*Problem*: Write out the records once more, exactly as given.

*Exercise inputs*:
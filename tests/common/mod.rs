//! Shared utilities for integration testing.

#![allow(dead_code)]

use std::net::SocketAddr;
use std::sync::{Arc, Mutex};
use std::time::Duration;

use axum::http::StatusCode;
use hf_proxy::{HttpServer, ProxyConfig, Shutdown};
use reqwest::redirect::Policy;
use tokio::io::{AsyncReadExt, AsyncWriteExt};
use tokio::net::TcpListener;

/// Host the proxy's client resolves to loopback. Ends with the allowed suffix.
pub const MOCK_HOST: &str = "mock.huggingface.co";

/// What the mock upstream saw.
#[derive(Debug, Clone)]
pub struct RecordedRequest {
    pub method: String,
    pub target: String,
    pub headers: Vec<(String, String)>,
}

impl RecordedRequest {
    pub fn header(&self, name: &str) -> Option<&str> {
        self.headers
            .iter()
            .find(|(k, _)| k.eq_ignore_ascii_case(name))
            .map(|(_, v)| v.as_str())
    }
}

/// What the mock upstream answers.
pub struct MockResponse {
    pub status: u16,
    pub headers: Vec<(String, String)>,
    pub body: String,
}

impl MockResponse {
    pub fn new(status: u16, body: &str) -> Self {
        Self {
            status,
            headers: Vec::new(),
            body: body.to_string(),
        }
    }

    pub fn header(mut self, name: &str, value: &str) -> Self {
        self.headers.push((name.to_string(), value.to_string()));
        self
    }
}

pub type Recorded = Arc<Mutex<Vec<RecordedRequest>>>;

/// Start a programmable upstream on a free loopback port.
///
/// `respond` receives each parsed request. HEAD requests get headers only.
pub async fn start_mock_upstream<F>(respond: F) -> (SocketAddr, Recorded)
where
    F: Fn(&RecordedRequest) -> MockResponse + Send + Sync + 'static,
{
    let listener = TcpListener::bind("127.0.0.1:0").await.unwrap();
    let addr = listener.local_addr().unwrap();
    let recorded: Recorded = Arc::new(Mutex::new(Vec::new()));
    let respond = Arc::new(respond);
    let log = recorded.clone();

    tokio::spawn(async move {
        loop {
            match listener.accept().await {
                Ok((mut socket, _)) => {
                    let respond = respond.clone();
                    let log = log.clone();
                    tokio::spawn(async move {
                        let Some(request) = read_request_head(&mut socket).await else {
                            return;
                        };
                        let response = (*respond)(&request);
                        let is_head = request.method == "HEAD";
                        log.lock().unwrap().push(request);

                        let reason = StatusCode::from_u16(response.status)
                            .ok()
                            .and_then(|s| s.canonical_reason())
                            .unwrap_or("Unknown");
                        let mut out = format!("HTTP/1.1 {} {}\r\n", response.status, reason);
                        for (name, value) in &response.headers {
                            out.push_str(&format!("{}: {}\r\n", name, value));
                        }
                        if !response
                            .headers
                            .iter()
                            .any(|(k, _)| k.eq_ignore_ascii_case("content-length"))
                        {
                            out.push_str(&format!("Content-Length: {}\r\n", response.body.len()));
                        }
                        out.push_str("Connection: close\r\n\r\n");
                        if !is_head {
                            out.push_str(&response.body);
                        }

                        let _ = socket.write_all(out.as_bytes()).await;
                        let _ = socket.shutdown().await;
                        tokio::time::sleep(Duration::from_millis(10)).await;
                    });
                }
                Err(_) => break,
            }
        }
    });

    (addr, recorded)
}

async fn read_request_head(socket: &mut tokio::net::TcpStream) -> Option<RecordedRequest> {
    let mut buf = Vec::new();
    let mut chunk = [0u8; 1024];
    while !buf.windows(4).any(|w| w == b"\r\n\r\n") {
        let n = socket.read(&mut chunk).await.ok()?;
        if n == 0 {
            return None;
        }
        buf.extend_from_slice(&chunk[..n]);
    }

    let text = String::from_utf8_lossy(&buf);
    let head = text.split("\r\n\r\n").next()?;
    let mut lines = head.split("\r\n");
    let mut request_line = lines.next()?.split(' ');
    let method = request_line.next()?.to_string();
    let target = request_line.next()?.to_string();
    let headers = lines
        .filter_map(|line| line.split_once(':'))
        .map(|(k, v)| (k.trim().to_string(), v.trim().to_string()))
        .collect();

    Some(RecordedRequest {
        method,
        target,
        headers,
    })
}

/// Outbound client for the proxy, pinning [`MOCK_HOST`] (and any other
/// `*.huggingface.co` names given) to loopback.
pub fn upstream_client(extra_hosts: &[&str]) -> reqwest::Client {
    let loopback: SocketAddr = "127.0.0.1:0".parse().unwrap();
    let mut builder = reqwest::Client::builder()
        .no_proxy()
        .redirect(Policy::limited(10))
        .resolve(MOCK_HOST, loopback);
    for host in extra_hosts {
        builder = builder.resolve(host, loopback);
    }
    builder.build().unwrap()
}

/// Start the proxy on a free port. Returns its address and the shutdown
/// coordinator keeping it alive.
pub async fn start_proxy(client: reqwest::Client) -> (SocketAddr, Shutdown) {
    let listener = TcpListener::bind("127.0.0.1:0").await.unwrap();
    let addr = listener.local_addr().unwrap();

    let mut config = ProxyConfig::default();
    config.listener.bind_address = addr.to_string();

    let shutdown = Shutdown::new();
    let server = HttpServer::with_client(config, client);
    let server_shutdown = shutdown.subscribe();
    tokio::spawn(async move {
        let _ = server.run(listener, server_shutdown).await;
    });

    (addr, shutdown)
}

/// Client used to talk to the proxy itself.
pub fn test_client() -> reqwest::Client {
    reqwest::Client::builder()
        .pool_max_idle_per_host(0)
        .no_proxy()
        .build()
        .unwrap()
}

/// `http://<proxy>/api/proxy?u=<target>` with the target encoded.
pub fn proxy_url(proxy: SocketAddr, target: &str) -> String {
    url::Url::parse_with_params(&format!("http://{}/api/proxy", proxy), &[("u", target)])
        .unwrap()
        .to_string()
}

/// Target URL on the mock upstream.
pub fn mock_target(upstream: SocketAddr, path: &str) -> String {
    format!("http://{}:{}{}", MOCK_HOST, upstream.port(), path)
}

*Exercise response*:
filename tests/common/mod.rs
//! Shared utilities for integration testing.

#![allow(dead_code)]

use std::net::SocketAddr;
use std::sync::{Arc, Mutex};
use std::time::Duration;

use axum::http::StatusCode;
use hf_proxy::{HttpServer, ProxyConfig, Shutdown};
use reqwest::redirect::Policy;
use tokio::io::{AsyncReadExt, AsyncWriteExt};
use tokio::net::TcpListener;

/// Host the proxy's client resolves to loopback. Ends with the allowed suffix.
pub const MOCK_HOST: &str = "mock.huggingface.co";

/// What the mock upstream saw.
#[derive(Debug, Clone)]
pub struct RecordedRequest {
    pub method: String,
    pub target: String,
    pub headers: Vec<(String, String)>,
}

impl RecordedRequest {
    pub fn header(&self, name: &str) -> Option<&str> {
        self.headers
            .iter()
            .find(|(k, _)| k.eq_ignore_ascii_case(name))
            .map(|(_, v)| v.as_str())
    }
}

/// What the mock upstream answers.
pub struct MockResponse {
    pub status: u16,
    pub headers: Vec<(String, String)>,
    pub body: String,
}

impl MockResponse {
    pub fn new(status: u16, body: &str) -> Self {
        Self {
            status,
            headers: Vec::new(),
            body: body.to_string(),
        }
    }

    pub fn header(mut self, name: &str, value: &str) -> Self {
        self.headers.push((name.to_string(), value.to_string()));
        self
    }
}

pub type Recorded = Arc<Mutex<Vec<RecordedRequest>>>;

/// Start a programmable upstream on a free loopback port.
///
/// `respond` receives each parsed request. HEAD requests get headers only.
pub async fn start_mock_upstream<F>(respond: F) -> (SocketAddr, Recorded)
where
    F: Fn(&RecordedRequest) -> MockResponse + Send + Sync + 'static,
{
    let listener = TcpListener::bind("127.0.0.1:0").await.unwrap();
    let addr = listener.local_addr().unwrap();
    let recorded: Recorded = Arc::new(Mutex::new(Vec::new()));
    let respond = Arc::new(respond);
    let log = recorded.clone();

    tokio::spawn(async move {
        loop {
            match listener.accept().await {
                Ok((mut socket, _)) => {
                    let respond = respond.clone();
                    let log = log.clone();
                    tokio::spawn(async move {
                        let Some(request) = read_request_head(&mut socket).await else {
                            return;
                        };
                        let response = (*respond)(&request);
                        let is_head = request.method == "HEAD";
                        log.lock().unwrap().push(request);

                        let reason = StatusCode::from_u16(response.status)
                            .ok()
                            .and_then(|s| s.canonical_reason())
                            .unwrap_or("Unknown");
                        let mut out = format!("HTTP/1.1 {} {}\r\n", response.status, reason);
                        for (name, value) in &response.headers {
                            out.push_str(&format!("{}: {}\r\n", name, value));
                        }
                        if !response
                            .headers
                            .iter()
                            .any(|(k, _)| k.eq_ignore_ascii_case("content-length"))
                        {
                            out.push_str(&format!("Content-Length: {}\r\n", response.body.len()));
                        }
                        out.push_str("Connection: close\r\n\r\n");
                        if !is_head {
                            out.push_str(&response.body);
                        }

                        let _ = socket.write_all(out.as_bytes()).await;
                        let _ = socket.shutdown().await;
                        tokio::time::sleep(Duration::from_millis(10)).await;
                    });
                }
                Err(_) => break,
            }
        }
    });

    (addr, recorded)
}

async fn read_request_head(socket: &mut tokio::net::TcpStream) -> Option<RecordedRequest> {
    let mut buf = Vec::new();
    let mut chunk = [0u8; 1024];
    while !buf.windows(4).any(|w| w == b"\r\n\r\n") {
        let n = socket.read(&mut chunk).await.ok()?;
        if n == 0 {
            return None;
        }
        buf.extend_from_slice(&chunk[..n]);
    }

    let text = String::from_utf8_lossy(&buf);
    let head = text.split("\r\n\r\n").next()?;
    let mut lines = head.split("\r\n");
    let mut request_line = lines.next()?.split(' ');
    let method = request_line.next()?.to_string();
    let target = request_line.next()?.to_string();
    let headers = lines
        .filter_map(|line| line.split_once(':'))
        .map(|(k, v)| (k.trim().to_string(), v.trim().to_string()))
        .collect();

    Some(RecordedRequest {
        method,
        target,
        headers,
    })
}

/// Outbound client for the proxy, pinning [`MOCK_HOST`] (and any other
/// `*.huggingface.co` names given) to loopback.
pub fn upstream_client(extra_hosts: &[&str]) -> reqwest::Client {
    let loopback: SocketAddr = "127.0.0.1:0".parse().unwrap();
    let mut builder = reqwest::Client::builder()
        .no_proxy()
        .redirect(Policy::limited(10))
        .resolve(MOCK_HOST, loopback);
    for host in extra_hosts {
        builder = builder.resolve(host, loopback);
    }
    builder.build().unwrap()
}

/// Start the proxy on a free port. Returns its address and the shutdown
/// coordinator keeping it alive.
pub async fn start_proxy(client: reqwest::Client) -> (SocketAddr, Shutdown) {
    let listener = TcpListener::bind("127.0.0.1:0").await.unwrap();
    let addr = listener.local_addr().unwrap();

    let mut config = ProxyConfig::default();
    config.listener.bind_address = addr.to_string();

    let shutdown = Shutdown::new();
    let server = HttpServer::with_client(config, client);
    let server_shutdown = shutdown.subscribe();
    tokio::spawn(async move {
        let _ = server.run(listener, server_shutdown).await;
    });

    (addr, shutdown)
}

/// Client used to talk to the proxy itself.
pub fn test_client() -> reqwest::Client {
    reqwest::Client::builder()
        .pool_max_idle_per_host(0)
        .no_proxy()
        .build()
        .unwrap()
}

/// `http://<proxy>/api/proxy?u=<target>` with the target encoded.
pub fn proxy_url(proxy: SocketAddr, target: &str) -> String {
    url::Url::parse_with_params(&format!("http://{}/api/proxy", proxy), &[("u", target)])
        .unwrap()
        .to_string()
}

/// Target URL on the mock upstream.
pub fn mock_target(upstream: SocketAddr, path: &str) -> String {
    format!("http://{}:{}{}", MOCK_HOST, upstream.port(), path)
}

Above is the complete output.